// spider_chrome re-exports chromiumoxide API
use super::{BrowserSession, DeviceProfile, Point, Viewport};
use crate::config::BrowserKind;
use crate::error::{BrowserError, Result};
use async_trait::async_trait;
use chromiumoxide::browser::{Browser, BrowserConfig};
use chromiumoxide::cdp::browser_protocol::emulation::{
    SetDeviceMetricsOverrideParams, SetTouchEmulationEnabledParams,
};
use chromiumoxide::cdp::browser_protocol::input::{
    DispatchMouseEventParams, DispatchMouseEventType, MouseButton,
};
use chromiumoxide::cdp::browser_protocol::network::{
    Headers, SetExtraHttpHeadersParams, SetUserAgentOverrideParams,
};
use futures::StreamExt;
use std::path::PathBuf;
use std::time::Duration;

/// How long navigation may take before it is reported as failed
const NAVIGATION_TIMEOUT: Duration = Duration::from_secs(30);

/// Desktop Chrome identity used by `--stealth` for sites that block headless browsers
pub const STEALTH_USER_AGENT: &str = "Mozilla/5.0 (Windows NT 10.0; WOW64) AppleWebKit/537.36 (KHTML, like Gecko) Chrome/108.0.0.0 Safari/537.36";
const STEALTH_ACCEPT_LANGUAGE: &str = "en-US,en;q=0.9,en;q=0.8";

pub struct ChromeDriver {
    browser: Browser,
    temp_dir: Option<PathBuf>,
    owns_browser: bool,
    stealth: bool,
    closed: bool,
}

/// Connection mode for Chrome browser
pub enum ConnectionMode {
    /// Sandboxed mode - launches Chrome using system installation
    Sandboxed {
        chrome_path: Option<String>,
        no_sandbox: bool,
        headless: bool,
    },
    /// Advanced mode - connects to existing Chrome on debug port
    DebugPort(u16),
}

impl ConnectionMode {
    /// Whether closing the session should shut Chrome down
    pub fn owns_browser(&self) -> bool {
        matches!(self, ConnectionMode::Sandboxed { .. })
    }
}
+===+
● To do
What is the number of lines in the data that include "crate"? Answer with that number alone.

● Reply to the exercise
2